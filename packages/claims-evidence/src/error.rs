//! Typed errors for the claims/evidence pipeline.
//!
//! Uses `thiserror` for library errors (not `anyhow`) so callers can tell
//! fatal configuration problems apart from failures that stay local to a
//! single row or to the synthesis step.

use std::path::PathBuf;

use thiserror::Error;

/// Errors that abort a pipeline run.
///
/// Everything here is raised before any output is written, except
/// [`PipelineError::Store`] which can also surface mid-run when the output
/// directories disappear underneath us.
#[derive(Debug, Error)]
pub enum PipelineError {
    /// The source table could not be opened or decoded.
    #[error("cannot read table {path}: {source}")]
    TableRead {
        path: PathBuf,
        #[source]
        source: csv::Error,
    },

    /// The source table has no header row at all.
    #[error("table {path} has no header row")]
    EmptyTable { path: PathBuf },

    /// No header matched `title` case-insensitively.
    #[error("table must contain a 'Title' column (found: {})", found.join(", "))]
    MissingTitleColumn { found: Vec<String> },

    /// Type/relation selection could not be built.
    #[error("scope error: {0}")]
    Scope(String),

    /// Output store failed.
    #[error("note store error: {0}")]
    Store(#[from] StoreError),
}

/// Errors from a language-model call.
///
/// These never abort a run once it has started; the extractor and the
/// synthesizer log them and carry on with an empty result.
#[derive(Debug, Clone, Error)]
pub enum ModelError {
    /// Configuration error (missing API key, invalid settings)
    #[error("configuration error: {0}")]
    Config(String),

    /// Network error (connection failed, timeout)
    #[error("network error: {0}")]
    Network(String),

    /// Provider asked us to slow down
    #[error("rate limited by provider: {0}")]
    RateLimited(String),

    /// API error (non-2xx response, quota, invalid request)
    #[error("API error ({status}): {message}")]
    Api { status: u16, message: String },

    /// Response body did not have the expected shape
    #[error("parse error: {0}")]
    Parse(String),

    /// Provider answered without any text
    #[error("empty response from {0}")]
    EmptyResponse(String),
}

/// Errors writing notes.
#[derive(Debug, Error)]
pub enum StoreError {
    #[error("cannot create directory {path}: {source}")]
    CreateDir {
        path: PathBuf,
        #[source]
        source: std::io::Error,
    },

    #[error("cannot write {path}: {source}")]
    Write {
        path: PathBuf,
        #[source]
        source: std::io::Error,
    },
}

/// Result type alias for pipeline operations.
pub type Result<T> = std::result::Result<T, PipelineError>;

/// Result type alias for model calls.
pub type ModelResult<T> = std::result::Result<T, ModelError>;

/// Result type alias for store operations.
pub type StoreResult<T> = std::result::Result<T, StoreError>;
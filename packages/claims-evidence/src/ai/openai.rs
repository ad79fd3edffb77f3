//! OpenAI chat-completions provider.

use std::time::{Duration, Instant};

use async_trait::async_trait;
use reqwest::Client;
use serde::{Deserialize, Serialize};
use tracing::debug;

use super::{http_client, network_error, status_error, DEFAULT_TIMEOUT};
use crate::error::{ModelError, ModelResult};
use crate::security::ModelCredentials;
use crate::traits::model::LanguageModel;

pub const DEFAULT_MODEL: &str = "gpt-4o";
pub const DEFAULT_BASE_URL: &str = "https://api.openai.com/v1";
const PROVIDER: &str = "openai";

#[derive(Debug, Serialize)]
struct ChatRequest<'a> {
    model: &'a str,
    max_tokens: u32,
    messages: [ChatMessage<'a>; 1],
}

#[derive(Debug, Serialize)]
struct ChatMessage<'a> {
    role: &'static str,
    content: &'a str,
}

#[derive(Debug, Deserialize)]
struct ChatResponseRaw {
    #[serde(default)]
    choices: Vec<Choice>,
}

#[derive(Debug, Deserialize)]
struct Choice {
    message: ChoiceMessage,
}

#[derive(Debug, Deserialize)]
struct ChoiceMessage {
    #[serde(default)]
    content: Option<String>,
}

/// GPT models via chat completions.
#[derive(Clone)]
pub struct OpenAiModel {
    http_client: Client,
    credentials: ModelCredentials,
    base_url: String,
}

impl OpenAiModel {
    pub fn new(credentials: ModelCredentials) -> ModelResult<Self> {
        Self::with_timeout(credentials, DEFAULT_TIMEOUT)
    }

    pub fn with_timeout(credentials: ModelCredentials, timeout: Duration) -> ModelResult<Self> {
        if !credentials.has_api_key() {
            return Err(ModelError::Config("OPENAI_API_KEY is empty".into()));
        }
        let base_url = credentials
            .base_url
            .clone()
            .unwrap_or_else(|| DEFAULT_BASE_URL.to_string())
            .trim_end_matches('/')
            .to_string();
        Ok(Self {
            http_client: http_client(timeout)?,
            credentials,
            base_url,
        })
    }
}

#[async_trait]
impl LanguageModel for OpenAiModel {
    async fn submit(&self, prompt: &str, max_output_tokens: u32) -> ModelResult<String> {
        let start = Instant::now();
        let request = ChatRequest {
            model: &self.credentials.model,
            max_tokens: max_output_tokens,
            messages: [ChatMessage {
                role: "user",
                content: prompt,
            }],
        };

        let response = self
            .http_client
            .post(format!("{}/chat/completions", self.base_url))
            .header(
                "Authorization",
                format!("Bearer {}", self.credentials.api_key()),
            )
            .header("Content-Type", "application/json")
            .json(&request)
            .send()
            .await
            .map_err(|e| network_error(PROVIDER, e))?;

        let status = response.status();
        if !status.is_success() {
            let error_text = response.text().await.unwrap_or_default();
            return Err(status_error(PROVIDER, status, error_text));
        }

        let chat_response: ChatResponseRaw = response
            .json()
            .await
            .map_err(|e| ModelError::Parse(e.to_string()))?;

        let content = chat_response
            .choices
            .into_iter()
            .next()
            .and_then(|c| c.message.content)
            .filter(|c| !c.trim().is_empty())
            .ok_or_else(|| ModelError::EmptyResponse(self.credentials.model.clone()))?;

        debug!(
            model = %self.credentials.model,
            duration_ms = start.elapsed().as_millis() as u64,
            "OpenAI chat completion"
        );

        Ok(content)
    }

    fn name(&self) -> &str {
        &self.credentials.model
    }
}

#[cfg(test)]
mod tests {
    use super::*;

    #[test]
    fn test_blank_key_rejected() {
        assert!(OpenAiModel::new(ModelCredentials::new(" ", DEFAULT_MODEL)).is_err());
    }

    #[test]
    fn test_response_without_content() {
        let raw: ChatResponseRaw =
            serde_json::from_str(r#"{"choices": [{"message": {"content": null}}]}"#).unwrap();
        assert!(raw.choices[0].message.content.is_none());
    }
}
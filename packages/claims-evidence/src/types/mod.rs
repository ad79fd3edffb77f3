//! Data types flowing through the pipeline.

pub mod claim;
pub mod config;
pub mod evidence;
pub mod record;
pub mod scope;
pub mod summary;
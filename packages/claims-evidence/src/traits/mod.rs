//! Core trait abstractions for the pipeline.
//!
//! These traits define the seams that applications implement to provide
//! model access and note storage.

pub mod model;
pub mod store;
//! Prompts for evidence extraction and claim synthesis.

use crate::types::evidence::PaperEvidenceSet;
use crate::types::record::InputRecord;
use crate::types::scope::{ExtractionScope, EVIDENCE_TYPE};

/// Prompt for extracting evidence items from one paper.
pub const EXTRACT_PROMPT: &str = r#"Given the following paper data, extract 3-8 discrete empirical evidence items
that address the research question.

Paper: {title}
Authors: {authors}
Year: {year}

Research Question Context: {question}

{evidence_definition}
{content}

For each evidence item, provide:
1. A clear statement of the empirical finding/result
2. Three notes organized as:
   - What: Observable measures/data collected (e.g., accuracy metrics, performance scores)
   - How: Procedures/analyses/experimental design (e.g., prompting approaches, evaluation methods)
   - Who: Participants/dataset/population (e.g., dataset details, model types tested)

Return your response as a JSON array where each item has:
{
  "evidence": "The main evidence statement",
  "what": "What was measured/collected",
  "how": "How it was measured/analyzed",
  "who": "Who/what dataset was used"
}

Focus on discrete empirical results that could support or oppose broader claims.
Include specific metrics, comparisons, and statistical evidence when available.
If the text does not state a methodological detail, write "Not specified in abstract"
for that field instead of guessing.
Return an empty array if the paper reports no empirical findings."#;

/// Prompt for synthesizing claims across all extracted evidence.
pub const SYNTHESIZE_PROMPT: &str = r#"Given the following evidence extracted from multiple papers, synthesize 5-15 high-level candidate claims.

Research Question: {question}

{evidence}

For each claim, identify which evidence items support it. Return as a JSON array where each item has:
{
  "claim": "The synthesized claim statement",
  "supporting_evidence": [
    {"citekey": "@citekey", "evidence_id": "evd-001"},
    {"citekey": "@citekey", "evidence_id": "evd-002"}
  ]
}

Use the citekeys and evidence ids exactly as they appear above.
{relations_section}
Generate claims that:
- Identify patterns across multiple papers
- Compare approaches, systems or populations
- Address methodological patterns (e.g., study designs, evaluation approaches)
- Note performance factors and moderators
- Highlight contradictions or nuances when present

Each claim should be supported by at least one evidence item."#;

/// Format the extraction prompt for one record.
pub fn format_extract_prompt(
    record: &InputRecord,
    question: &str,
    scope: &ExtractionScope,
) -> String {
    let content = if record.has_content() {
        format!("Abstract:\n{}", record.abstract_text)
    } else {
        "Abstract:\n(No abstract available; rely on the title only)".to_string()
    };

    let evidence_definition = scope
        .node_types()
        .iter()
        .find(|nt| nt.name == EVIDENCE_TYPE)
        .and_then(|nt| nt.description.as_deref())
        .map(|d| format!("An evidence item is: {d}\n"))
        .unwrap_or_default();

    fill_template(
        EXTRACT_PROMPT,
        &[
            ("title", record.title.as_str()),
            ("authors", record.authors_display()),
            ("year", record.year_display()),
            ("question", question),
            ("evidence_definition", evidence_definition.as_str()),
            ("content", content.as_str()),
        ],
    )
}

/// Render the evidence corpus as the synthesis prompt sees it.
pub fn format_evidence_summary(papers: &[PaperEvidenceSet]) -> String {
    let mut summary = String::from("# All Extracted Evidence\n");

    for paper in papers {
        summary.push_str(&format!(
            "\n## From: {} ({})\n\n",
            paper.metadata.title, paper.citekey
        ));
        for (id, item) in paper.evidence() {
            summary.push_str(&format!("- [{id}] {}\n", item.statement));
            summary.push_str(&format!("  - What: {}\n", item.what));
            summary.push_str(&format!("  - How: {}\n", item.how));
            summary.push_str(&format!("  - Who: {}\n", item.who));
        }
    }

    summary
}

/// Format the synthesis prompt over the whole corpus.
pub fn format_synthesize_prompt(
    papers: &[PaperEvidenceSet],
    question: &str,
    scope: &ExtractionScope,
) -> String {
    let patterns = scope.relation_patterns();
    let relations_section = if patterns.is_empty() {
        String::new()
    } else {
        format!(
            "Valid node-to-node relation patterns:\n{}\n",
            patterns
                .iter()
                .map(|p| format!("- {p}"))
                .collect::<Vec<_>>()
                .join("\n")
        )
    };

    let evidence = format_evidence_summary(papers);
    fill_template(
        SYNTHESIZE_PROMPT,
        &[
            ("question", question),
            ("relations_section", relations_section.as_str()),
            ("evidence", evidence.as_str()),
        ],
    )
}

/// Substitute `{name}` placeholders in one pass over the template, so
/// braces inside substituted text are left alone.
fn fill_template(template: &str, values: &[(&str, &str)]) -> String {
    let mut out = String::with_capacity(template.len());
    let mut rest = template;

    while let Some(open) = rest.find('{') {
        out.push_str(&rest[..open]);
        let tail = &rest[open..];
        let hit = values.iter().find_map(|(name, value)| {
            let matches =
                tail[1..].starts_with(*name) && tail[1 + name.len()..].starts_with('}');
            matches.then_some((name.len() + 2, *value))
        });

        match hit {
            Some((len, value)) => {
                out.push_str(value);
                rest = &tail[len..];
            }
            None => {
                out.push('{');
                rest = &tail[1..];
            }
        }
    }

    out.push_str(rest);
    out
}
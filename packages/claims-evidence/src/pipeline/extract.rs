//! Per-row evidence extraction.

use std::time::Instant;

use serde_json::Value;
use tracing::{debug, error, warn};

use super::prompts::format_extract_prompt;
use super::response::extract_json_array;
use crate::error::{ModelError, ModelResult};
use crate::traits::model::LanguageModel;
use crate::types::evidence::EvidenceItem;
use crate::types::record::InputRecord;
use crate::types::scope::ExtractionScope;

const STATEMENT_KEYS: &[&str] = &["evidence", "statement", "content"];

/// Extract evidence for one record, surfacing why nothing came back.
///
/// Returns `ModelError::Parse` when the reply holds no usable JSON array.
/// An array with no usable items is `Ok(vec![])`.
pub async fn try_extract_evidence<M: LanguageModel + ?Sized>(
    model: &M,
    record: &InputRecord,
    question: &str,
    scope: &ExtractionScope,
    max_output_tokens: u32,
) -> ModelResult<Vec<EvidenceItem>> {
    let prompt = format_extract_prompt(record, question, scope);
    debug!(row = record.row, prompt_chars = prompt.len(), "extracting evidence");

    let start = Instant::now();
    let response = model.submit(&prompt, max_output_tokens).await?;
    debug!(
        row = record.row,
        model = model.name(),
        duration_ms = start.elapsed().as_millis() as u64,
        "extraction call finished"
    );

    let values = extract_json_array(&response)
        .ok_or_else(|| ModelError::Parse("no JSON array in extraction response".into()))?;

    Ok(parse_evidence_items(&values))
}

/// Extract evidence for one record. Never fails: any error is logged and
/// yields an empty list, which the caller treats as a skipped row.
pub async fn extract_evidence<M: LanguageModel + ?Sized>(
    model: &M,
    record: &InputRecord,
    question: &str,
    scope: &ExtractionScope,
    max_output_tokens: u32,
) -> Vec<EvidenceItem> {
    match try_extract_evidence(model, record, question, scope, max_output_tokens).await {
        Ok(items) => items,
        Err(ModelError::Parse(reason)) => {
            warn!(row = record.row, title = %record.title, "could not parse evidence: {}", reason);
            Vec::new()
        }
        Err(e) => {
            error!(
                row = record.row,
                title = %record.title,
                error = %e,
                "evidence extraction failed"
            );
            Vec::new()
        }
    }
}

/// Convert raw JSON values to items, dropping entries without a statement.
pub fn parse_evidence_items(values: &[Value]) -> Vec<EvidenceItem> {
    values
        .iter()
        .filter_map(|value| {
            let (statement, what, how, who) = match value {
                Value::String(statement) => {
                    (statement.clone(), String::new(), String::new(), String::new())
                }
                Value::Object(map) => {
                    let field = |keys: &[&str]| {
                        keys.iter()
                            .find_map(|k| map.get(*k).and_then(text_of))
                            .unwrap_or_default()
                    };
                    (
                        field(STATEMENT_KEYS),
                        field(&["what"]),
                        field(&["how"]),
                        field(&["who"]),
                    )
                }
                _ => return None,
            };

            if statement.trim().is_empty() {
                debug!("dropping evidence entry without a statement");
                return None;
            }
            Some(EvidenceItem::new(statement, what, how, who))
        })
        .collect()
}

/// String content of a scalar JSON value.
fn text_of(value: &Value) -> Option<String> {
    match value {
        Value::String(s) if !s.trim().is_empty() => Some(s.clone()),
        Value::Number(n) => Some(n.to_string()),
        Value::Bool(b) => Some(b.to_string()),
        _ => None,
    }
}

#[cfg(test)]
mod tests {
    use super::*;
    use crate::testing::MockModel;
    use crate::types::evidence::NOT_SPECIFIED;
    use serde_json::json;

    fn record() -> InputRecord {
        InputRecord::new(1, "Deep Models").with_abstract("Accuracy rose to 90% on MNLI.")
    }

    #[test]
    fn test_parse_items_with_aliases() {
        let values = vec![
            json!({"evidence": "A", "what": "acc", "how": "eval", "who": "MNLI"}),
            json!({"statement": "B", "what": "f1"}),
            json!({"content": "C", "who": 3}),
            json!("D"),
            json!({"what": "no statement"}),
            json!({"evidence": "   "}),
            json!(42),
            json!({"evidence": NOT_SPECIFIED}),
        ];
        let items = parse_evidence_items(&values);

        let statements: Vec<&str> = items.iter().map(|i| i.statement.as_str()).collect();
        assert_eq!(statements, vec!["A", "B", "C", "D", NOT_SPECIFIED]);
        assert_eq!(items[1].how, NOT_SPECIFIED);
        assert_eq!(items[2].who, "3");
        assert_eq!(items[3].what, NOT_SPECIFIED);
    }

    #[tokio::test]
    async fn test_extract_wrapped_response() {
        let model = MockModel::new().with_default_response(
            r#"Sure! Here are the items: [{"evidence": "Accuracy rose", "what": "accuracy", "how": "benchmark", "who": "MNLI"}] Hope it helps."#,
        );

        let items = extract_evidence(&model, &record(), "Q", &ExtractionScope::default(), 4000).await;

        assert_eq!(items.len(), 1);
        assert_eq!(items[0].statement, "Accuracy rose");
        let calls = model.calls();
        assert_eq!(calls.len(), 1);
        assert_eq!(calls[0].max_output_tokens, 4000);
        assert!(calls[0].prompt.contains("Accuracy rose to 90% on MNLI."));
    }

    #[tokio::test]
    async fn test_citation_marker_in_prose() {
        let model = MockModel::new().with_default_response(
            r#"As reported in [1] and [2, 3], the findings are: [{"evidence": "Accuracy rose", "what": "accuracy"}]"#,
        );

        let items = extract_evidence(&model, &record(), "Q", &ExtractionScope::default(), 4000).await;

        assert_eq!(items.len(), 1);
        assert_eq!(items[0].statement, "Accuracy rose");
        assert_eq!(items[0].how, NOT_SPECIFIED);
    }

    #[tokio::test]
    async fn test_unparseable_is_empty() {
        let model = MockModel::new().with_default_response("I cannot help with that.");
        let items = extract_evidence(&model, &record(), "Q", &ExtractionScope::default(), 4000).await;
        assert!(items.is_empty());

        let err = try_extract_evidence(&model, &record(), "Q", &ExtractionScope::default(), 4000)
            .await
            .unwrap_err();
        assert!(matches!(err, ModelError::Parse(_)));
    }

    #[tokio::test]
    async fn test_model_failure_is_empty() {
        let model = MockModel::new().with_failure(ModelError::RateLimited("slow down".into()));
        let items = extract_evidence(&model, &record(), "Q", &ExtractionScope::default(), 4000).await;
        assert!(items.is_empty());
    }
}
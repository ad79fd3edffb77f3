//! Language-model providers.
//!
//! Each provider is a thin `reqwest` client implementing
//! [`LanguageModel`](crate::traits::model::LanguageModel). One attempt per
//! call; failures map onto [`ModelError`] and are never retried.

#[cfg(feature = "anthropic")]
pub mod anthropic;
#[cfg(feature = "openai")]
pub mod openai;
pub mod rate_limited;

#[cfg(feature = "anthropic")]
pub use anthropic::AnthropicModel;
#[cfg(feature = "openai")]
pub use openai::OpenAiModel;
pub use rate_limited::RateLimitedModel;

use std::time::Duration;

use reqwest::{Client, StatusCode};
use tracing::warn;

use crate::error::{ModelError, ModelResult};

/// Default per-request timeout.
pub const DEFAULT_TIMEOUT: Duration = Duration::from_secs(120);

pub(crate) fn http_client(timeout: Duration) -> ModelResult<Client> {
    Client::builder()
        .timeout(timeout)
        .build()
        .map_err(|e| ModelError::Config(format!("cannot build HTTP client: {e}")))
}

/// Map a non-2xx response onto a [`ModelError`].
pub(crate) fn status_error(provider: &str, status: StatusCode, body: String) -> ModelError {
    warn!(provider, status = %status, error = %body, "model API error");
    if status == StatusCode::TOO_MANY_REQUESTS {
        ModelError::RateLimited(body)
    } else {
        ModelError::Api {
            status: status.as_u16(),
            message: body,
        }
    }
}

pub(crate) fn network_error(provider: &str, e: reqwest::Error) -> ModelError {
    warn!(provider, error = %e, "model request failed");
    ModelError::Network(e.to_string())
}
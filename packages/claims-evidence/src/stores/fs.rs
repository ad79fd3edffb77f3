//! Filesystem note store.

use std::path::{Path, PathBuf};

use async_trait::async_trait;
use tracing::debug;

use crate::error::{StoreError, StoreResult};
use crate::pipeline::render::DEFAULT_EVIDENCE_LINK_PREFIX;
use crate::traits::store::NoteStore;

/// Writes evidence notes to one directory and the claims note to another.
///
/// Default layout under an output root:
///
/// ```text
/// <root>/evidence/@smithDeepModels2021.md
/// <root>/claims/central-claims.md
/// ```
#[derive(Debug, Clone)]
pub struct FsNoteStore {
    evidence_dir: PathBuf,
    claims_dir: PathBuf,
    link_prefix: String,
}

impl FsNoteStore {
    /// `evidence/` and `claims/` under `root`.
    pub fn new(root: impl AsRef<Path>) -> Self {
        let root = root.as_ref();
        Self::with_dirs(root.join(DEFAULT_EVIDENCE_LINK_PREFIX), root.join("claims"))
    }

    /// Explicit directories. The link prefix is the evidence directory's
    /// final component.
    pub fn with_dirs(evidence_dir: impl Into<PathBuf>, claims_dir: impl Into<PathBuf>) -> Self {
        let evidence_dir = evidence_dir.into();
        let link_prefix = evidence_dir
            .file_name()
            .map(|n| n.to_string_lossy().into_owned())
            .unwrap_or_else(|| DEFAULT_EVIDENCE_LINK_PREFIX.to_string());
        Self {
            evidence_dir,
            claims_dir: claims_dir.into(),
            link_prefix,
        }
    }

    async fn write(path: PathBuf, body: &str) -> StoreResult<String> {
        tokio::fs::write(&path, body)
            .await
            .map_err(|source| StoreError::Write {
                path: path.clone(),
                source,
            })?;
        debug!(path = %path.display(), bytes = body.len(), "wrote note");
        Ok(path.display().to_string())
    }
}

#[async_trait]
impl NoteStore for FsNoteStore {
    async fn prepare(&self) -> StoreResult<()> {
        for dir in [&self.evidence_dir, &self.claims_dir] {
            tokio::fs::create_dir_all(dir)
                .await
                .map_err(|source| StoreError::CreateDir {
                    path: dir.clone(),
                    source,
                })?;
        }
        Ok(())
    }

    async fn write_evidence(&self, citekey: &str, body: &str) -> StoreResult<String> {
        Self::write(self.evidence_dir.join(format!("{citekey}.md")), body).await
    }

    async fn write_claims(&self, file_name: &str, body: &str) -> StoreResult<String> {
        Self::write(self.claims_dir.join(file_name), body).await
    }

    fn evidence_link_prefix(&self) -> &str {
        &self.link_prefix
    }
}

§ §

■ Work to be completed: I'd like every line with the string "findings" copied from the listing.

■ Task result:
Return an empty array if the paper reports no empirical findings."#;
            r#"As reported in [1] and [2, 3], the findings are: [{"evidence": "Accuracy rose", "what": "accuracy"}]"#,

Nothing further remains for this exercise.